Start of Working data
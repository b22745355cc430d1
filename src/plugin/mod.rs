//! Installation entrypoint and the process configuration handle.
//!
//! `install` validates its options, registers components into the host,
//! writes the schema registry into the store tree as the `schemas` module,
//! and returns a `Mantra` handle. The handle is passed by reference to
//! every resolution and coordination call; there is no process-wide
//! singleton. Installation failures are reported through the `[mantra]`
//! channel and leave no partial state behind; the host never sees a panic.

use std::collections::BTreeMap;
use std::sync::Arc;

use serde_json::Value;

use crate::components::ComponentHost;
use crate::coordinator::RequestCoordinator;
use crate::error::{ConfigurationError, MantraResult};
use crate::report;
use crate::resolver::PathContext;
use crate::schema::core::SchemaRegistry;
use crate::schema::types::{ComponentDef, Model, Schema, SchemaError};
use crate::store::{StateTree, StoreModule};
use crate::transport::HttpClient;

/// Name of the store module holding the serialized schema registry.
const SCHEMAS_MODULE: &str = "schemas";

/// Store plugin handle: the host's reactive tree.
pub struct StoreOptions {
    pub lib: StateTree,
}

/// Declarative configuration passed to `install`.
#[derive(Default)]
pub struct InstallConfig {
    pub schemas: Option<BTreeMap<String, Schema>>,
    pub components: Option<BTreeMap<String, ComponentDef>>,
}

/// Collaborator libraries passed to `install`.
#[derive(Default)]
pub struct PluginOptions {
    pub store: Option<StoreOptions>,
    pub http_client: Option<Arc<dyn HttpClient>>,
}

#[derive(Default)]
pub struct InstallOptions {
    pub config: InstallConfig,
    pub plugins: PluginOptions,
}

/// Process configuration produced by a successful install.
pub struct Mantra {
    schemas: SchemaRegistry,
    store: StateTree,
    http_client: Arc<dyn HttpClient>,
}

impl std::fmt::Debug for Mantra {
    fn fmt(&self, f: &mut std::fmt::Formatter<'_>) -> std::fmt::Result {
        f.debug_struct("Mantra")
            .field("schemas", &self.schemas)
            .field("store", &self.store)
            .finish_non_exhaustive()
    }
}

impl Mantra {
    /// The installed schema registry.
    pub fn schemas(&self) -> &SchemaRegistry {
        &self.schemas
    }

    /// The store tree, including the `schemas` module.
    pub fn store(&self) -> &StateTree {
        &self.store
    }

    /// The transport client handed to coordinators.
    pub fn http_client(&self) -> Arc<dyn HttpClient> {
        Arc::clone(&self.http_client)
    }

    /// Dotted-path lookup inside the installed `schemas` store module.
    pub fn schemas_module(&self, path: &str) -> Option<&Value> {
        self.store.get(&format!("{}.{}", SCHEMAS_MODULE, path))
    }

    /// A root coordinator bound to this configuration's transport client.
    pub fn coordinator(&self) -> RequestCoordinator {
        RequestCoordinator::root(self.http_client())
    }

    /// Materializes a named model against the schema a context resolved to.
    pub fn model_for(&self, ctx: &PathContext, model: &str) -> MantraResult<Model> {
        let schema = ctx
            .schema
            .as_deref()
            .ok_or_else(|| SchemaError::NotFound(ctx.name.clone()))?;
        Ok(Model::build(model, schema)?)
    }
}

fn validate_options(options: &InstallOptions) -> Result<(), ConfigurationError> {
    let schemas_present = options
        .config
        .schemas
        .as_ref()
        .map(|schemas| !schemas.is_empty())
        .unwrap_or(false);
    if !schemas_present {
        return Err(ConfigurationError::new("Schemas property must be an object"));
    }

    if options.plugins.store.is_none() {
        return Err(ConfigurationError::new("Store library must be provided"));
    }

    if options.plugins.http_client.is_none() {
        return Err(ConfigurationError::new(
            "HttpClient library configuration must be provided",
        ));
    }

    let components_present = options
        .config
        .components
        .as_ref()
        .map(|components| !components.is_empty())
        .unwrap_or(false);
    if !components_present {
        return Err(ConfigurationError::new(
            "Components property must be an object",
        ));
    }

    Ok(())
}

/// Installs the plugin against a host component namespace.
///
/// Validation order: schemas, store, http client, components; the first
/// failure is reported and aborts with nothing registered. On success the
/// components are registered, the schemas module is written into the store
/// tree, and the configuration handle is returned.
pub fn install<H: ComponentHost>(
    host: &mut H,
    options: InstallOptions,
) -> Result<Mantra, ConfigurationError> {
    if let Err(err) = validate_options(&options) {
        report::error(err.reason());
        return Err(err);
    }

    let InstallOptions { config, plugins } = options;
    // validate_options guarantees all four are present
    let (Some(schemas), Some(components), Some(store), Some(http_client)) = (
        config.schemas,
        config.components,
        plugins.store,
        plugins.http_client,
    ) else {
        let err = ConfigurationError::new("Schemas property must be an object");
        report::error(err.reason());
        return Err(err);
    };

    let mut registry = SchemaRegistry::new();
    for (name, mut schema) in schemas {
        // the config key is authoritative for the schema name
        schema.name = name;
        registry.register(schema);
    }

    let state = match registry.to_state() {
        Ok(state) => state,
        Err(err) => {
            let err = ConfigurationError::new(format!("Schemas could not be serialized: {}", err));
            report::error(err.reason());
            return Err(err);
        }
    };

    for (name, definition) in &components {
        host.component(name, definition.clone());
    }

    let mut store_tree = store.lib;
    store_tree.register_module(SCHEMAS_MODULE, StoreModule::with_state(state));

    Ok(Mantra {
        schemas: registry,
        store: store_tree,
        http_client,
    })
}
End of Working data
=== Aim of the task ===
The answer must be an exact copy of every record above.

=== Response area ===
repository b22745355cc430d1
filename src/plugin/mod.rs
//! Installation entrypoint and the process configuration handle.
//!
//! `install` validates its options, registers components into the host,
//! writes the schema registry into the store tree as the `schemas` module,
//! and returns a `Mantra` handle. The handle is passed by reference to
//! every resolution and coordination call; there is no process-wide
//! singleton. Installation failures are reported through the `[mantra]`
//! channel and leave no partial state behind; the host never sees a panic.

use std::collections::BTreeMap;
use std::sync::Arc;

use serde_json::Value;

use crate::components::ComponentHost;
use crate::coordinator::RequestCoordinator;
use crate::error::{ConfigurationError, MantraResult};
use crate::report;
use crate::resolver::PathContext;
use crate::schema::core::SchemaRegistry;
use crate::schema::types::{ComponentDef, Model, Schema, SchemaError};
use crate::store::{StateTree, StoreModule};
use crate::transport::HttpClient;

/// Name of the store module holding the serialized schema registry.
const SCHEMAS_MODULE: &str = "schemas";

/// Store plugin handle: the host's reactive tree.
pub struct StoreOptions {
    pub lib: StateTree,
}

/// Declarative configuration passed to `install`.
#[derive(Default)]
pub struct InstallConfig {
    pub schemas: Option<BTreeMap<String, Schema>>,
    pub components: Option<BTreeMap<String, ComponentDef>>,
}

/// Collaborator libraries passed to `install`.
#[derive(Default)]
pub struct PluginOptions {
    pub store: Option<StoreOptions>,
    pub http_client: Option<Arc<dyn HttpClient>>,
}

#[derive(Default)]
pub struct InstallOptions {
    pub config: InstallConfig,
    pub plugins: PluginOptions,
}

/// Process configuration produced by a successful install.
pub struct Mantra {
    schemas: SchemaRegistry,
    store: StateTree,
    http_client: Arc<dyn HttpClient>,
}

impl std::fmt::Debug for Mantra {
    fn fmt(&self, f: &mut std::fmt::Formatter<'_>) -> std::fmt::Result {
        f.debug_struct("Mantra")
            .field("schemas", &self.schemas)
            .field("store", &self.store)
            .finish_non_exhaustive()
    }
}

impl Mantra {
    /// The installed schema registry.
    pub fn schemas(&self) -> &SchemaRegistry {
        &self.schemas
    }

    /// The store tree, including the `schemas` module.
    pub fn store(&self) -> &StateTree {
        &self.store
    }

    /// The transport client handed to coordinators.
    pub fn http_client(&self) -> Arc<dyn HttpClient> {
        Arc::clone(&self.http_client)
    }

    /// Dotted-path lookup inside the installed `schemas` store module.
    pub fn schemas_module(&self, path: &str) -> Option<&Value> {
        self.store.get(&format!("{}.{}", SCHEMAS_MODULE, path))
    }

    /// A root coordinator bound to this configuration's transport client.
    pub fn coordinator(&self) -> RequestCoordinator {
        RequestCoordinator::root(self.http_client())
    }

    /// Materializes a named model against the schema a context resolved to.
    pub fn model_for(&self, ctx: &PathContext, model: &str) -> MantraResult<Model> {
        let schema = ctx
            .schema
            .as_deref()
            .ok_or_else(|| SchemaError::NotFound(ctx.name.clone()))?;
        Ok(Model::build(model, schema)?)
    }
}

fn validate_options(options: &InstallOptions) -> Result<(), ConfigurationError> {
    let schemas_present = options
        .config
        .schemas
        .as_ref()
        .map(|schemas| !schemas.is_empty())
        .unwrap_or(false);
    if !schemas_present {
        return Err(ConfigurationError::new("Schemas property must be an object"));
    }

    if options.plugins.store.is_none() {
        return Err(ConfigurationError::new("Store library must be provided"));
    }

    if options.plugins.http_client.is_none() {
        return Err(ConfigurationError::new(
            "HttpClient library configuration must be provided",
        ));
    }

    let components_present = options
        .config
        .components
        .as_ref()
        .map(|components| !components.is_empty())
        .unwrap_or(false);
    if !components_present {
        return Err(ConfigurationError::new(
            "Components property must be an object",
        ));
    }

    Ok(())
}

/// Installs the plugin against a host component namespace.
///
/// Validation order: schemas, store, http client, components; the first
/// failure is reported and aborts with nothing registered. On success the
/// components are registered, the schemas module is written into the store
/// tree, and the configuration handle is returned.
pub fn install<H: ComponentHost>(
    host: &mut H,
    options: InstallOptions,
) -> Result<Mantra, ConfigurationError> {
    if let Err(err) = validate_options(&options) {
        report::error(err.reason());
        return Err(err);
    }

    let InstallOptions { config, plugins } = options;
    // validate_options guarantees all four are present
    let (Some(schemas), Some(components), Some(store), Some(http_client)) = (
        config.schemas,
        config.components,
        plugins.store,
        plugins.http_client,
    ) else {
        let err = ConfigurationError::new("Schemas property must be an object");
        report::error(err.reason());
        return Err(err);
    };

    let mut registry = SchemaRegistry::new();
    for (name, mut schema) in schemas {
        // the config key is authoritative for the schema name
        schema.name = name;
        registry.register(schema);
    }

    let state = match registry.to_state() {
        Ok(state) => state,
        Err(err) => {
            let err = ConfigurationError::new(format!("Schemas could not be serialized: {}", err));
            report::error(err.reason());
            return Err(err);
        }
    };

    for (name, definition) in &components {
        host.component(name, definition.clone());
    }

    let mut store_tree = store.lib;
    store_tree.register_module(SCHEMAS_MODULE, StoreModule::with_state(state));

    Ok(Mantra {
        schemas: registry,
        store: store_tree,
        http_client,
    })
}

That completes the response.